One is tempted rather to laugh at this; but on some sides it is very
serious. That no God of any religion can be more of a mere hypothesis
than _as_, _bhu_, and _sta_, never seems to have occurred to
Mr Arnold for one moment, nor that he was cutting the throat of his
own argument. We must not, however, fall into his own mistake and
quadruplicate to his duply. It may be sufficient to say that the long
defence of the Fourth Gospel which this book contains is one of the
oddest things in all literature. What, on Mr Arnold's principles, it
matters whether the Fourth Gospel was written in the first century,
the fourth, or the fourteenth, it is impossible for the poor plain
mind to see. He will not have it as revelation, and as anything else
its date is quite immaterial.
The fact is that this severe censor of "learned pseudo--science mixed
with popular legend," as he terms theology, appears to have no idea of
the value of evidence whatever. The traditional history of the Bible
is not even to be considered; but a conjectural reconstruction of it
by a Dutch critic, without in the older cases one jot or tittle of
evidence outside the covers of the Bible itself, deserves every
respect, if not reverent acceptance _en bloc_. Miracles are
fictions, and the scenes in the garden of Eden and at the Sepulchre
never happened; but _as_, _bhu_, and _sta_ are very solemn
facts, and you can find out all about the Divinity, because the word
Deus means (not "has been guessed to mean," but _means_)
"Shining." That Shakespeare knew everything is much more certain than
that miracles do not happen; and he certainly knew Mr Arnold's case if
not Mr Arnold, when he introduced a certain main episode in _A
Midsummer Night's Dream_. To frown on Oberon and caress Bottom is
venial compared with the dismissal of the Bible as popular legend, and
the implicit belief in _as_, _bhu_, and _sta_.
A wilfully hostile historian of Mr Arnold could not dwell too long on
these unfortunate books, for the handles they present are infinite;
but for my part I shall take leave to say little more about them. To
ask, in the common phrase, whether they did any harm would be to beg
the question in their own manner; to ask whether they produced any
effect would lead us too far. They certainly expressed a prevalent
tendency. Most fortunately Mr Arnold was allowed another ten years and
more wherein to escape from the wilderness which yielded these Dead
Sea fruits, and to till his proper garden once more.
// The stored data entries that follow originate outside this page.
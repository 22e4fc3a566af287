use serde_json::Value;

use invitation_core::{filter_by_mode, format::parse_event_date};
use invitation_domain::{FieldKind, FieldMode, FieldValue, MergedTemplateProps};

use crate::cli::core::{CommandError, CommandResult, ShellContext};
use crate::cli::output;
use crate::cli::commands::{ArgumentKind, CommandEntry};

pub(crate) fn definitions() -> Vec<CommandEntry> {
    vec![
        CommandEntry::new(
            "fields",
            "List editable fields grouped by section",
            "fields [basic|full]",
            cmd_fields,
        )
        .completing(ArgumentKind::Mode),
        CommandEntry::new(
            "set",
            "Set a field value (collections take a JSON array)",
            "set <field> <value...>",
            cmd_set,
        )
        .completing(ArgumentKind::FieldKey),
        CommandEntry::new(
            "reset",
            "Return a field to its template default",
            "reset <field>",
            cmd_reset,
        )
        .completing(ArgumentKind::FieldKey),
        CommandEntry::new(
            "reset-all",
            "Discard every edit in the session",
            "reset-all",
            cmd_reset_all,
        ),
        CommandEntry::new(
            "state",
            "Show value, default and touched state of a field",
            "state <field>",
            cmd_state,
        )
        .completing(ArgumentKind::FieldKey),
        CommandEntry::new(
            "preview",
            "Show the merged invitation props",
            "preview [json]",
            cmd_preview,
        ),
    ]
}

fn cmd_fields(context: &mut ShellContext, args: &[&str]) -> CommandResult {
    let mode = match args.first() {
        Some(raw) => raw.parse::<FieldMode>().map_err(|err| {
            CommandError::InvalidArguments(format!("{}; use basic or full.", err))
        })?,
        None => context.config.default_mode,
    };
    let session = context.session()?;

    output::section(format!("Fields ({})", mode.as_str()));
    for (section, fields) in session.fields_by_section() {
        let visible = filter_by_mode(&fields, mode);
        if visible.is_empty() {
            continue;
        }
        output::info(format!("[{}]", section));
        for field in visible {
            let marker = if session.is_touched(&field.key) { "*" } else { " " };
            let value = session
                .get_field_value(&field.key)
                .map(describe_value)
                .unwrap_or_default();
            output::info(format!(
                " {} {:<20} {:<12} {}",
                marker,
                field.key,
                kind_label(field.kind),
                value
            ));
        }
    }
    output::hint("`*` marks fields you have edited.");
    Ok(())
}

fn cmd_set(context: &mut ShellContext, args: &[&str]) -> CommandResult {
    let [key, rest @ ..] = args else {
        return Err(CommandError::InvalidArguments(
            "usage: set <field> <value...>".into(),
        ));
    };
    let definition = context.field(key)?;
    let raw = rest.join(" ");
    let value = parse_field_input(definition.kind, &raw).ok_or_else(|| {
        CommandError::InvalidArguments(format!(
            "`{}` is not a valid {} value.",
            raw,
            kind_label(definition.kind)
        ))
    })?;
    if definition.kind == FieldKind::Date && parse_event_date(&raw).is_none() {
        output::warning("Date not recognized; the invitation will show the fallback text.");
    }

    context.session_mut()?.update_field(key, value);
    output::success(format!("{} updated.", definition.label));
    Ok(())
}

fn cmd_reset(context: &mut ShellContext, args: &[&str]) -> CommandResult {
    let [key] = args else {
        return Err(CommandError::InvalidArguments("usage: reset <field>".into()));
    };
    let definition = context.field(key)?;
    context.session_mut()?.reset_field(key);
    output::success(format!("{} restored to the template default.", definition.label));
    Ok(())
}

fn cmd_reset_all(context: &mut ShellContext, _args: &[&str]) -> CommandResult {
    let touched = context.session()?.touched().len();
    if touched > 0 && !context.confirm(&format!("Discard {} edited field(s)?", touched))? {
        output::info("Nothing changed.");
        return Ok(());
    }
    context.session_mut()?.reset_all();
    output::success("All fields restored to the template defaults.");
    Ok(())
}

fn cmd_state(context: &mut ShellContext, args: &[&str]) -> CommandResult {
    let [key] = args else {
        return Err(CommandError::InvalidArguments("usage: state <field>".into()));
    };
    let definition = context.field(key)?;
    let state = context
        .session()?
        .get_field_state(key)
        .ok_or_else(|| CommandError::Message(format!("No state recorded for `{}`.", key)))?;

    output::section(format!("Field: {}", definition.key));
    output::info(format!("  Label     : {}", definition.label));
    output::info(format!("  Value     : {}", describe_value(&state.value)));
    output::info(format!("  Default   : {}", describe_value(&state.default_value)));
    output::info(format!("  Touched   : {}", yes_no(state.is_touched)));
    output::info(format!("  Modified  : {}", yes_no(state.is_modified)));
    output::info(format!("  Resettable: {}", yes_no(state.can_reset)));
    Ok(())
}

fn cmd_preview(context: &mut ShellContext, args: &[&str]) -> CommandResult {
    let props = context.session()?.merged_props_with(&context.formatter());
    match args.first().copied() {
        Some("json") => {
            println!("{}", serde_json::to_string_pretty(&props)?);
            Ok(())
        }
        None => {
            print_summary(context, &props);
            Ok(())
        }
        Some(other) => Err(CommandError::InvalidArguments(format!(
            "Unknown preview format `{}`; use `preview` or `preview json`.",
            other
        ))),
    }
}

fn print_summary(context: &ShellContext, props: &MergedTemplateProps) {
    use invitation_domain::SectionId::*;

    output::section("Preview");
    let sections = context
        .session
        .as_ref()
        .map(|session| session.active_sections().to_vec())
        .unwrap_or_default();
    for section in sections {
        let line = match section {
            Hero => format!(
                "{} | {} | {}",
                props.hero.couple_names, props.hero.event_date, props.hero.location
            ),
            Welcome => format!("{} | {}", props.welcome.title, props.welcome.message),
            Couple => format!(
                "{}: {} & {}",
                props.couple.title, props.couple.groom_name, props.couple.bride_name
            ),
            Countdown => format!("{} | {}", props.countdown.title, props.countdown.target_date),
            Story => format!(
                "{} | {} moment(s)",
                props.story.title,
                props.story.moments.len()
            ),
            Video => format!("{} | {}", props.video.title, props.video.video_url),
            Gallery => format!(
                "{} | {} image(s)",
                props.gallery.title,
                props.gallery.images.len()
            ),
            Itinerary => {
                let events: Vec<String> = props
                    .itinerary
                    .events
                    .iter()
                    .map(|event| format!("{} {}", event.name, event.time))
                    .collect();
                format!("{} | {}", props.itinerary.title, events.join(", "))
            }
            Footer => format!(
                "{} | {} | {}",
                props.footer.couple_names, props.footer.event_date, props.footer.hashtag
            ),
        };
        output::info(format!("  {:<10} {}", section.as_str(), line));
    }
}

/// Reads command-line text as a value of `kind`. Collections expect JSON.
pub(crate) fn parse_field_input(kind: FieldKind, raw: &str) -> Option<FieldValue> {
    if kind.is_collection() {
        let json: Value = serde_json::from_str(raw.trim()).ok()?;
        return FieldValue::from_json(kind, &json);
    }
    FieldValue::from_json(kind, &Value::String(raw.to_string()))
}

fn describe_value(value: &FieldValue) -> String {
    match value {
        FieldValue::Toggle(true) => "on".into(),
        FieldValue::Toggle(false) => "off".into(),
        FieldValue::Text(text) if text.is_empty() => "(empty)".into(),
        FieldValue::Text(text) => format!("\"{}\"", text),
        FieldValue::Moments(moments) => format!("{} moment(s)", moments.len()),
        FieldValue::Gallery(images) => format!("{} image(s)", images.len()),
    }
}

fn kind_label(kind: FieldKind) -> &'static str {
    match kind {
        FieldKind::Text => "text",
        FieldKind::LongText => "long text",
        FieldKind::Date => "date",
        FieldKind::Time => "time",
        FieldKind::Url => "url",
        FieldKind::Image => "image",
        FieldKind::Toggle => "toggle",
        FieldKind::Gallery => "gallery",
        FieldKind::StoryMoments => "story",
    }
}

fn yes_no(flag: bool) -> &'static str {
    if flag {
        "yes"
    } else {
        "no"
    }
}

#[cfg(test)]
mod tests {
    use invitation_domain::GalleryImage;

    use super::*;

    #[test]
    fn toggles_parse_from_words() {
        assert_eq!(
            parse_field_input(FieldKind::Toggle, "on"),
            Some(FieldValue::Toggle(true))
        );
        assert_eq!(parse_field_input(FieldKind::Toggle, "quizas"), None);
    }

    #[test]
    fn collections_parse_from_json() {
        assert_eq!(
            parse_field_input(FieldKind::Gallery, r#"["/a.jpg", {"url": "/b.jpg"}]"#),
            Some(FieldValue::Gallery(vec![
                GalleryImage::new("/a.jpg", "", ""),
                GalleryImage::new("/b.jpg", "", ""),
            ]))
        );
        assert_eq!(parse_field_input(FieldKind::StoryMoments, "not json"), None);
    }

    #[test]
    fn text_keeps_spacing() {
        assert_eq!(
            parse_field_input(FieldKind::LongText, "Los esperamos  con cariño"),
            Some(FieldValue::text("Los esperamos  con cariño"))
        );
    }
}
Yet we have not
quite done with the other fruits themselves.
The actual finale, _Last Essays on Church_ and _Religion_,
was still less popular, was indeed the least popular of all his works,
seeing that, as has been said above, it has never been reprinted. It
is easy to understand this, for it is perhaps the only one of his
books which can be definitely called dull. The apologetic tone
noticeable in _God and the Bible_ continues, but the apology is
illustrated and maintained in an even less attractive manner. The
Preface is perhaps the least dead part of the book; but its line of
argument shares, and perhaps even exaggerates, the controversial
infelicity of this unfortunate series. Mr Arnold deals in it at some
length with the comments of two foreign critics, M. Challemel-Lacour
and Signor de Gubernatis, on _Literature and Dogma_, bringing out
(what surely could have been no news to any but very ill-educated
Englishmen) the fact of their surprise, not at his taking the Bible
with so little seriousness, but at his taking it with any seriousness
at all. And he seems never even to dream of the obvious retort:
"Certainly. These men are at any rate 'thorough'; they are not
dilettante dalliers between two opinions. They have got far beyond
your half-way house and have arrived at their destination. We have no
desire to arrive at the destination, and therefore, if you will excuse
us, we decline to visit the half-way house." It is less surprising
that he did not see the force of the objections of another critic, M.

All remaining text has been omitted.